The timing is incendiary.
The pendant revelation surfaces just ten days after Prince William unlocked Diana’s secret 1997 vault at Kensington Palace, a vault that contained her own handwritten note dated 12 July 1997:
“If anything happens to me in a car, make them listen to the locket. It will tell the truth.”
That note, photographed and leaked to the press last week, has already sent shockwaves through Buckingham Palace. Now, the alleged existence of the recording itself threatens to rewrite the final seconds of Diana’s life.
Key contradictions with the official version immediately arise:
Henri Paul, the acting security driver, was officially deemed to be traveling at 65–100 mph in the Pont de l’Alma tunnel.

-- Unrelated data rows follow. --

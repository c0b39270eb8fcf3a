//! Speech synthesis trait and the supported voice set.

use std::fmt;
use std::str::FromStr;

use async_trait::async_trait;
use serde::{Deserialize, Serialize};

use crate::error::{RagError, Result};

/// Voices accepted by the speech model.
#[derive(Debug, Clone, Copy, PartialEq, Eq, Hash, Serialize, Deserialize, Default)]
#[serde(rename_all = "lowercase")]
pub enum Voice {
    Alloy,
    Ash,
    Coral,
    Echo,
    Fable,
    Onyx,
    #[default]
    Nova,
    Sage,
    Shimmer,
}

impl Voice {
    /// Every supported voice, in display order.
    pub const ALL: [Voice; 9] = [
        Voice::Alloy,
        Voice::Ash,
        Voice::Coral,
        Voice::Echo,
        Voice::Fable,
        Voice::Onyx,
        Voice::Nova,
        Voice::Sage,
        Voice::Shimmer,
    ];

    pub fn as_str(&self) -> &'static str {
        match self {
            Self::Alloy => "alloy",
            Self::Ash => "ash",
            Self::Coral => "coral",
            Self::Echo => "echo",
            Self::Fable => "fable",
            Self::Onyx => "onyx",
            Self::Nova => "nova",
            Self::Sage => "sage",
            Self::Shimmer => "shimmer",
        }
    }
}

impl fmt::Display for Voice {
    fn fmt(&self, f: &mut fmt::Formatter<'_>) -> fmt::Result {
        f.write_str(self.as_str())
    }
}

impl FromStr for Voice {
    type Err = RagError;

    fn from_str(s: &str) -> Result<Self> {
        let wanted = s.trim();
        Self::ALL
            .into_iter()
            .find(|v| v.as_str().eq_ignore_ascii_case(wanted))
            .ok_or_else(|| RagError::InvalidVoice(s.to_string()))
    }
}

/// One text-to-speech request.
#[derive(Debug, Clone, PartialEq, Eq)]
pub struct SpeechRequest {
    pub text: String,
    pub voice: Voice,
    /// Optional delivery guidance (tone, pacing) for models that accept it.
    pub instructions: Option<String>,
}

/// A hosted text-to-speech model.
#[async_trait]
pub trait SpeechSynthesizer: Send + Sync {
    /// Synthesize `request` and return the encoded audio (MP3) bytes.
    async fn synthesize(&self, request: &SpeechRequest) -> Result<Vec<u8>>;

    /// Model name used in logs.
    fn name(&self) -> &str;
}
//! Embeddings over `POST /embeddings`.

use async_trait::async_trait;
use serde::{Deserialize, Serialize};
use tracing::{debug, error};

use super::{OpenAIConfig, describe_error_response, describe_send_error};
use crate::embedding::EmbeddingProvider;
use crate::error::{RagError, Result};

/// The default model for OpenAI embeddings.
const DEFAULT_MODEL: &str = "text-embedding-3-small";

const PROVIDER: &str = "OpenAI";

/// An [`EmbeddingProvider`] backed by the OpenAI embeddings API.
///
/// # Configuration
///
/// - `model` – defaults to `text-embedding-3-small`.
/// - `dimensions` – optional Matryoshka dimension override.
///
/// # Example
///
/// ```rust,ignore
/// use vox_rag::openai::{OpenAIConfig, OpenAIEmbeddingProvider};
///
/// let provider = OpenAIEmbeddingProvider::new(OpenAIConfig::from_env()?)?;
/// let embedding = provider.embed("hello world").await?;
/// ```
pub struct OpenAIEmbeddingProvider {
    client: reqwest::Client,
    config: OpenAIConfig,
    model: String,
    /// If set, passed to the API for Matryoshka dimension truncation.
    request_dimensions: Option<usize>,
}

impl OpenAIEmbeddingProvider {
    /// Create a new provider using the default model.
    pub fn new(config: OpenAIConfig) -> Result<Self> {
        let client = config.http_client()?;
        Ok(Self { client, config, model: DEFAULT_MODEL.into(), request_dimensions: None })
    }

    /// Set the model name (e.g. `text-embedding-3-large`).
    pub fn with_model(mut self, model: impl Into<String>) -> Self {
        self.model = model.into();
        self
    }

    /// Ask the API to truncate embeddings to `dims` values.
    pub fn with_dimensions(mut self, dims: usize) -> Self {
        self.request_dimensions = Some(dims);
        self
    }

    fn fail(message: String) -> RagError {
        RagError::Embedding { provider: PROVIDER.into(), message }
    }
}

#[derive(Serialize)]
struct EmbeddingRequest<'a> {
    model: &'a str,
    input: Vec<&'a str>,
    #[serde(skip_serializing_if = "Option::is_none")]
    dimensions: Option<usize>,
}

#[derive(Deserialize)]
struct EmbeddingResponse {
    data: Vec<EmbeddingData>,
}

#[derive(Deserialize)]
struct EmbeddingData {
    #[serde(default)]
    index: usize,
    embedding: Vec<f32>,
}

#[async_trait]
impl EmbeddingProvider for OpenAIEmbeddingProvider {
    async fn embed(&self, text: &str) -> Result<Vec<f32>> {
        debug!(provider = PROVIDER, text_len = text.len(), "embedding single text");

        let results = self.embed_batch(&[text]).await?;
        results.into_iter().next().ok_or_else(|| Self::fail("API returned empty response".into()))
    }

    async fn embed_batch(&self, texts: &[&str]) -> Result<Vec<Vec<f32>>> {
        if texts.is_empty() {
            return Ok(Vec::new());
        }

        debug!(provider = PROVIDER, batch_size = texts.len(), model = %self.model, "embedding batch");

        let request_body = EmbeddingRequest {
            model: &self.model,
            input: texts.to_vec(),
            dimensions: self.request_dimensions,
        };

        let response = self
            .client
            .post(self.config.endpoint("embeddings"))
            .bearer_auth(&self.config.api_key)
            .json(&request_body)
            .send()
            .await
            .map_err(|e| {
                error!(provider = PROVIDER, error = %e, "request failed");
                Self::fail(describe_send_error(&e, self.config.timeout))
            })?;

        if !response.status().is_success() {
            let message = describe_error_response(response).await;
            error!(provider = PROVIDER, %message, "API error");
            return Err(Self::fail(message));
        }

        let mut parsed: EmbeddingResponse = response.json().await.map_err(|e| {
            error!(provider = PROVIDER, error = %e, "failed to parse response");
            Self::fail(format!("failed to parse response: {e}"))
        })?;

        if parsed.data.len() != texts.len() {
            return Err(Self::fail(format!(
                "expected {} embeddings, API returned {}",
                texts.len(),
                parsed.data.len()
            )));
        }

        parsed.data.sort_by_key(|d| d.index);
        Ok(parsed.data.into_iter().map(|d| d.embedding).collect())
    }

    fn name(&self) -> &str {
        PROVIDER
    }
}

Diana is not recorded screaming, panicking, or bracing for impact, only a calm, almost maternal plea for the driver to slow down.
If the pendant was recording, it implies Diana had activated it before the crash, suggesting she felt unsafe prior to entering the tunnel, corroborating her repeated private fears of being “got rid of in a car.”
Within hours of the Le Figaro report, #HenriSlow and #TheLocket trended worldwide, amassing 8.7 million posts. On X, users overlaid the alleged transcript onto slowed-down CCTV footage of the Mercedes exiting the Ritz, the pendant clearly visible at Diana’s throat, glinting under the hotel lights.

Royal reaction has been glacial. Kensington Palace issued a terse statement: “We are aware of reports concerning an item of jewellery. Out of respect for the Princess and her sons, we will not comment on unverified claims.”
Behind the scenes, sources say William has demanded the pendant itself, or whatever remains of it, be located and subjected to independent forensic testing in the UK. French authorities have confirmed that certain sealed boxes from the 1997 investigation remain in judicial storage, but “access requires authorisation from multiple ministries.”
Harry, in California, posted a single black-and-white image to Instagram at 3:17 a.m. PST: the famous photograph of Diana wearing the pendant at a landmine field in Angola, captioned only with a broken-heart emoji and the date “30.08.97.” Within minutes it became the most-liked post in Instagram history.
Forensic linguists consulted by Sky News and the BBC cautiously note that the phrase “Henri… slow” is entirely consistent with Diana’s speech patterns and accent. One expert, Dr. Sophie Scott of UCL, said: “The stress placement and the soft ‘please’ are strikingly characteristic of how she spoke under pressure, listen to the 1995 Panorama interview for comparison.”
As Paris and London brace for what may be the final, unfiltered chapter of the Diana inquest, one chilling image endures: a mother in the back of a speeding car, pressing a tiny golden heart to her throat, trying one last time to protect herself and, by extension, the two boys she would never see again.
The pendant has not been seen publicly since the night she died.
Somewhere, cracked in half, it may still be waiting to speak.